Application of a convolutional neural network to improve automated early warning of harmful algal blooms

• Published in: Environmental science and pollution research international Vol. 28; no. 22; pp. 28544 - 28555
• Main Authors: Henrichs, Darren W., Anglès, Sílvia, Gaonkar, Chetan C., Campbell, Lisa
• Format: Journal Article
• Language: English
• Published: Berlin/Heidelberg Springer Berlin Heidelberg 01.06.2021; Springer Nature B.V
• Subjects: Algae; Algal blooms; Aquatic Pollution; Artificial neural networks; Atmospheric Protection/Air Quality Control/Air Pollution; Automation; Blooms (microorganisms); Classifiers; Data acquisition; Dinoflagellates; Dinophysis ovum; Early warning systems; Earth and Environmental Science; Ecotoxicology; Environment; Environmental Chemistry; Environmental Health; Environmental science; Eutrophication; Image acquisition; Lead time; Neural networks; Plankton; Research Article; Species classification; Toxicity; Waste Water Technology; Water Management; Water Pollution Control; HAB; CNN; Gulf of Mexico; Imaging FlowCytobot; Prorocentrum texanum; Dinophysis ovum; Karenia brevis
• ISSN: 0944-1344; 1614-7499
• DOI: 10.1007/s11356-021-12471-2

Continuous monitoring and early warning together represent an important mitigation strategy for harmful algal blooms (HAB). The coast of Texas experiences periodic blooms of three HAB dinoflagellates: Karenia brevis , Dinophysis ovum , and Prorocentrum texanum . A plankton image data set acquired by an Imaging FlowCytobot over a decade of operation was used to train and evaluate two new automated image classifiers.

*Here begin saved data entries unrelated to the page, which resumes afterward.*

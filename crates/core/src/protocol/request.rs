use std::fmt;
use std::sync::Arc;
use std::time::Instant;

use crate::client::{Reply, ResponseHandler, RtspClient};
use crate::session::ControlPath;
use crate::session::transport::TransportSpec;
use crate::url;

/// Protocol version sent on every request line.
pub const RTSP_VERSION: &str = "RTSP/1.0";

/// RTSP methods the client can issue (RFC 2326 §10).
#[derive(Debug, Clone, Copy, PartialEq, Eq, Hash)]
pub enum Method {
    Options,
    Describe,
    Announce,
    Setup,
    Play,
    Pause,
    Record,
    Teardown,
    GetParameter,
    SetParameter,
}

impl Method {
    pub fn as_str(&self) -> &'static str {
        match self {
            Method::Options => "OPTIONS",
            Method::Describe => "DESCRIBE",
            Method::Announce => "ANNOUNCE",
            Method::Setup => "SETUP",
            Method::Play => "PLAY",
            Method::Pause => "PAUSE",
            Method::Record => "RECORD",
            Method::Teardown => "TEARDOWN",
            Method::GetParameter => "GET_PARAMETER",
            Method::SetParameter => "SET_PARAMETER",
        }
    }

    /// Whether requests of this method carry the `Session` header once the
    /// server has assigned one (RFC 2326 §12.37).
    pub fn carries_session(&self) -> bool {
        !matches!(self, Method::Options | Method::Describe | Method::Announce)
    }
}

impl fmt::Display for Method {
    fn fmt(&self, f: &mut fmt::Formatter<'_>) -> fmt::Result {
        f.write_str(self.as_str())
    }
}

/// Requested playback range for PLAY (RFC 2326 §12.29).
#[derive(Debug, Clone, PartialEq)]
pub enum PlayRange {
    /// Resume from a PAUSE: no `Range` header at all.
    Resume,
    /// Relative Normal Play Time in seconds; `end: None` plays to the end.
    Npt { start: f64, end: Option<f64> },
    /// Absolute UTC clock time, e.g. `19961108T142300Z`.
    Clock { start: String, end: Option<String> },
}

impl PlayRange {
    /// `Range:` header line (with CRLF), or empty for [`PlayRange::Resume`].
    pub fn header(&self) -> String {
        match self {
            PlayRange::Resume => String::new(),
            PlayRange::Npt { start, end: None } => format!("Range: npt={start:.3}-\r\n"),
            PlayRange::Npt {
                start,
                end: Some(end),
            } => format!("Range: npt={start:.3}-{end:.3}\r\n"),
            PlayRange::Clock { start, end: None } => format!("Range: clock={start}-\r\n"),
            PlayRange::Clock {
                start,
                end: Some(end),
            } => format!("Range: clock={start}-{end}\r\n"),
        }
    }
}

/// Verb-specific inputs captured when the command is issued.
#[derive(Debug, Clone, Default)]
pub struct CommandParams {
    pub range: Option<PlayRange>,
    pub scale: Option<f32>,
    pub transport: Option<TransportSpec>,
}

/// One outstanding command.
///
/// Immutable once created; it is consumed by [`complete`](Self::complete)
/// when its response arrives or it is abandoned.
pub struct RequestRecord {
    cseq: u32,
    method: Method,
    body: String,
    session: Option<Arc<dyn ControlPath>>,
    subsession: Option<Arc<dyn ControlPath>>,
    params: CommandParams,
    issued_at: Instant,
    handler: ResponseHandler,
}

impl fmt::Debug for RequestRecord {
    fn fmt(&self, f: &mut fmt::Formatter<'_>) -> fmt::Result {
        f.debug_struct("RequestRecord")
            .field("cseq", &self.cseq)
            .field("method", &self.method)
            .field("body_len", &self.body.len())
            .finish_non_exhaustive()
    }
}

impl RequestRecord {
    pub fn new(cseq: u32, method: Method, handler: ResponseHandler) -> Self {
        RequestRecord {
            cseq,
            method,
            body: String::new(),
            session: None,
            subsession: None,
            params: CommandParams::default(),
            issued_at: Instant::now(),
            handler,
        }
    }

    pub fn with_body(mut self, body: String) -> Self {
        self.body = body;
        self
    }

    pub fn with_session(mut self, session: Option<Arc<dyn ControlPath>>) -> Self {
        self.session = session;
        self
    }

    pub fn with_subsession(mut self, subsession: Option<Arc<dyn ControlPath>>) -> Self {
        self.subsession = subsession;
        self
    }

    pub fn with_params(mut self, params: CommandParams) -> Self {
        self.params = params;
        self
    }

    pub fn cseq(&self) -> u32 {
        self.cseq
    }

    pub fn method(&self) -> Method {
        self.method
    }

    pub fn body(&self) -> &str {
        &self.body
    }

    pub fn params(&self) -> &CommandParams {
        &self.params
    }

    pub fn issued_at(&self) -> Instant {
        self.issued_at
    }

    /// Consume the record, invoking its handler exactly once.
    pub fn complete(self, client: &RtspClient, reply: Reply) {
        (self.handler)(client, reply)
    }

    /// Carry the handler and inputs over to a fresh CSeq (used to reissue a
    /// command after a redirect).
    pub fn reissue(self, cseq: u32) -> Self {
        RequestRecord {
            cseq,
            issued_at: Instant::now(),
            ..self
        }
    }

    /// Target URL for the request line.
    ///
    /// SETUP addresses the subsession; the playback verbs address the
    /// subsession when given, else the session; everything else (and any
    /// verb without an entity) addresses the base URL.
    pub fn url(&self, base_url: &str) -> String {
        match (self.method, &self.subsession, &self.session) {
            (Method::Options | Method::Describe | Method::Announce, _, _) => base_url.to_string(),
            (_, Some(sub), session) => {
                subsession_url(base_url, session.as_deref(), sub.control_path())
            }
            (_, None, Some(session)) => session_url(base_url, session.control_path()),
            (_, None, None) => base_url.to_string(),
        }
    }
}

/// URL of a whole session: its control path when that is usable, else the base URL.
pub fn session_url(base_url: &str, control_path: &str) -> String {
    if control_path.is_empty() || control_path == "*" {
        base_url.to_string()
    } else if url::is_absolute(control_path) {
        control_path.to_string()
    } else {
        url::join(base_url, control_path)
    }
}

/// URL of a subsession (RFC 2326 §C.1.1).
///
/// Absolute control paths are used as-is. Relative ones are resolved
/// against the session's control URL when a session is known, otherwise
/// against the base URL.
pub fn subsession_url(base_url: &str, session: Option<&dyn ControlPath>, control_path: &str) -> String {
    if url::is_absolute(control_path) {
        return control_path.to_string();
    }
    let prefix = match session {
        Some(session) => session_url(base_url, session.control_path()),
        None => base_url.to_string(),
    };
    if control_path.is_empty() || control_path == "*" {
        prefix
    } else {
        url::join(&prefix, control_path)
    }
}

/// Client-side state folded into a request at send time.
#[derive(Debug, Clone)]
pub struct RequestContext<'a> {
    pub url: &'a str,
    /// `Authorization` header value, if an authenticator produced one.
    pub authorization: Option<String>,
    /// Complete `User-Agent: ...\r\n` line.
    pub user_agent_header: &'a str,
    pub session_id: Option<&'a str>,
    /// Scale most recently confirmed by the server.
    pub current_scale: f32,
}

type HeaderFn = fn(&RequestRecord, &RequestContext<'_>, &mut String);

/// Verb-specific header builders. Verbs without an entry add nothing.
const VERB_HEADERS: &[(Method, HeaderFn)] = &[
    (Method::Options, sdp_content_type),
    (Method::Announce, sdp_content_type),
    (Method::Describe, accept_sdp),
    (Method::Setup, transport_header),
    (Method::Play, play_headers),
    (Method::GetParameter, text_parameters),
    (Method::SetParameter, text_parameters),
];

fn sdp_content_type(_: &RequestRecord, _: &RequestContext<'_>, out: &mut String) {
    out.push_str("Content-Type: application/sdp\r\n");
}

fn accept_sdp(_: &RequestRecord, _: &RequestContext<'_>, out: &mut String) {
    out.push_str("Accept: application/sdp\r\n");
}

fn transport_header(record: &RequestRecord, _: &RequestContext<'_>, out: &mut String) {
    if let Some(transport) = &record.params.transport {
        out.push_str(&format!("Transport: {}\r\n", transport.header_value()));
    }
}

fn play_headers(record: &RequestRecord, ctx: &RequestContext<'_>, out: &mut String) {
    if let Some(range) = &record.params.range {
        out.push_str(&range.header());
    }
    let scale = record.params.scale.unwrap_or(1.0);
    if scale != 1.0 || ctx.current_scale != 1.0 {
        out.push_str(&format!("Scale: {scale}\r\n"));
    }
}

fn text_parameters(record: &RequestRecord, _: &RequestContext<'_>, out: &mut String) {
    if !record.body.is_empty() {
        out.push_str("Content-Type: text/parameters\r\n");
    }
}

/// Serialize a request to the RTSP text wire format:
///
/// ```text
/// <VERB> <URL> RTSP/1.0\r\n
/// CSeq: <n>\r\n
/// [Authorization: ...\r\n]
/// User-Agent: ...\r\n
/// [verb-specific headers][Session: ...\r\n]
/// [Content-Length: <len>\r\n]
/// \r\n
/// [body]
/// ```
pub fn serialize(record: &RequestRecord, ctx: &RequestContext<'_>) -> String {
    let mut request = format!("{} {} {}\r\n", record.method, ctx.url, RTSP_VERSION);
    request.push_str(&format!("CSeq: {}\r\n", record.cseq));

    if let Some(auth) = &ctx.authorization {
        request.push_str(&format!("Authorization: {auth}\r\n"));
    }
    request.push_str(ctx.user_agent_header);

    if let Some((_, build)) = VERB_HEADERS.iter().find(|(m, _)| *m == record.method) {
        build(record, ctx, &mut request);
    }
    if record.method.carries_session()
        && let Some(id) = ctx.session_id
    {
        request.push_str(&format!("Session: {id}\r\n"));
    }

    if !record.body.is_empty() {
        request.push_str(&format!("Content-Length: {}\r\n", record.body.len()));
    }
    request.push_str("\r\n");
    request.push_str(&record.body);
    request
}

#[cfg(test)]
mod tests {
    use super::*;

    fn record(cseq: u32, method: Method) -> RequestRecord {
        RequestRecord::new(cseq, method, Box::new(|_: &RtspClient, _: Reply| {}))
    }

    fn ctx(url: &str) -> RequestContext<'_> {
        RequestContext {
            url,
            authorization: None,
            user_agent_header: "User-Agent: test\r\n",
            session_id: None,
            current_scale: 1.0,
        }
    }

    #[test]
    fn options_request_layout() {
        let s = serialize(&record(2, Method::Options), &ctx("rtsp://h/s"));
        assert_eq!(
            s,
            "OPTIONS rtsp://h/s RTSP/1.0\r\nCSeq: 2\r\nUser-Agent: test\r\nContent-Type: application/sdp\r\n\r\n"
        );
    }

    #[test]
    fn describe_accepts_sdp() {
        let s = serialize(&record(3, Method::Describe), &ctx("rtsp://h/s"));
        assert!(s.starts_with("DESCRIBE rtsp://h/s RTSP/1.0\r\nCSeq: 3\r\n"));
        assert!(s.contains("Accept: application/sdp\r\n"));
        assert!(!s.contains("Content-Length"));
    }

    #[test]
    fn announce_body_gets_content_length() {
        let sdp = "v=0\r\ns=Stream\r\n";
        let rec = record(4, Method::Announce).with_body(sdp.to_string());
        let s = serialize(&rec, &ctx("rtsp://h/s"));
        assert!(s.contains("Content-Type: application/sdp\r\n"));
        assert!(s.contains(&format!("Content-Length: {}\r\n\r\n{}", sdp.len(), sdp)));
        assert!(s.ends_with(sdp));
    }

    #[test]
    fn authorization_precedes_user_agent() {
        let mut c = ctx("rtsp://h/s");
        c.authorization = Some("Basic dTpw".to_string());
        let s = serialize(&record(5, Method::Describe), &c);
        let auth = s.find("Authorization: Basic dTpw\r\n").unwrap();
        let agent = s.find("User-Agent: test\r\n").unwrap();
        assert!(auth < agent);
    }

    #[test]
    fn session_header_only_on_session_verbs() {
        let mut c = ctx("rtsp://h/s");
        c.session_id = Some("ABCD");
        assert!(serialize(&record(6, Method::Play), &c).contains("Session: ABCD\r\n"));
        assert!(serialize(&record(7, Method::Teardown), &c).contains("Session: ABCD\r\n"));
        assert!(!serialize(&record(8, Method::Describe), &c).contains("Session:"));
    }

    #[test]
    fn play_range_variants() {
        assert_eq!(PlayRange::Resume.header(), "");
        assert_eq!(
            PlayRange::Npt { start: 0.0, end: None }.header(),
            "Range: npt=0.000-\r\n"
        );
        assert_eq!(
            PlayRange::Npt {
                start: 1.5,
                end: Some(10.25)
            }
            .header(),
            "Range: npt=1.500-10.250\r\n"
        );
        assert_eq!(
            PlayRange::Clock {
                start: "19961108T142300Z".to_string(),
                end: None
            }
            .header(),
            "Range: clock=19961108T142300Z-\r\n"
        );
    }

    #[test]
    fn play_scale_header() {
        let rec = record(9, Method::Play).with_params(CommandParams {
            range: Some(PlayRange::Resume),
            scale: Some(2.0),
            ..Default::default()
        });
        let s = serialize(&rec, &ctx("rtsp://h/s"));
        assert!(s.contains("Scale: 2\r\n"));
        assert!(!s.contains("Range:"));

        let normal = record(10, Method::Play);
        assert!(!serialize(&normal, &ctx("rtsp://h/s")).contains("Scale:"));

        let mut fast = ctx("rtsp://h/s");
        fast.current_scale = 4.0;
        assert!(serialize(&normal, &fast).contains("Scale: 1\r\n"));
    }

    #[test]
    fn get_parameter_body_is_text_parameters() {
        let rec = record(11, Method::GetParameter).with_body("position\r\n".to_string());
        let s = serialize(&rec, &ctx("rtsp://h/s"));
        assert!(s.contains("Content-Type: text/parameters\r\nContent-Length: 10\r\n\r\nposition\r\n"));
    }

    #[test]
    fn setup_url_resolution() {
        let base = "rtsp://cam/live";
        let session: Arc<dyn ControlPath> = Arc::new("rtsp://cam/live/".to_string());
        let relative: Arc<dyn ControlPath> = Arc::new("trackID=1".to_string());
        let absolute: Arc<dyn ControlPath> = Arc::new("rtsp://other/track".to_string());
        let star: Arc<dyn ControlPath> = Arc::new("*".to_string());

        let rec = record(12, Method::Setup).with_subsession(Some(relative.clone()));
        assert_eq!(rec.url(base), "rtsp://cam/live/trackID=1");

        let rec = record(13, Method::Setup)
            .with_session(Some(session))
            .with_subsession(Some(relative));
        assert_eq!(rec.url(base), "rtsp://cam/live/trackID=1");

        let rec = record(14, Method::Setup)
            .with_session(Some(star.clone()))
            .with_subsession(Some(absolute));
        assert_eq!(rec.url(base), "rtsp://other/track");

        let rec = record(15, Method::Play).with_session(Some(star));
        assert_eq!(rec.url(base), base);
    }

    #[test]
    fn reissue_keeps_method_and_body() {
        let rec = record(16, Method::Announce).with_body("v=0\r\n".to_string());
        let again = rec.reissue(17);
        assert_eq!(again.cseq(), 17);
        assert_eq!(again.method(), Method::Announce);
        assert_eq!(again.body(), "v=0\r\n");
    }
}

A 112 class, random forest classifier (RF_112) and a 112 class, convolutional neural network classifier (CNN_112) were developed and compared with an existing, 54 class, random forest classifier (RF_54) already in use as an early warning notification system. Both 112 class classifiers exhibited improved performance over the RF_54 classifier when tested on three different HAB species with the CNN_112 classifier producing fewer false positives and false negatives in most of the cases tested. For K. brevis and P. texanum , the current threshold of 2 cells . mL −1 was identified as the best threshold to minimize the number of false positives and false negatives. For D. ovum , a threshold of 1 cell . mL −1 was found to produce the best results with regard to the number of false positives/negatives. A lower threshold will result in earlier notification of an increase in cell concentration and will provide state health managers with increased lead time to prepare for an impending HAB.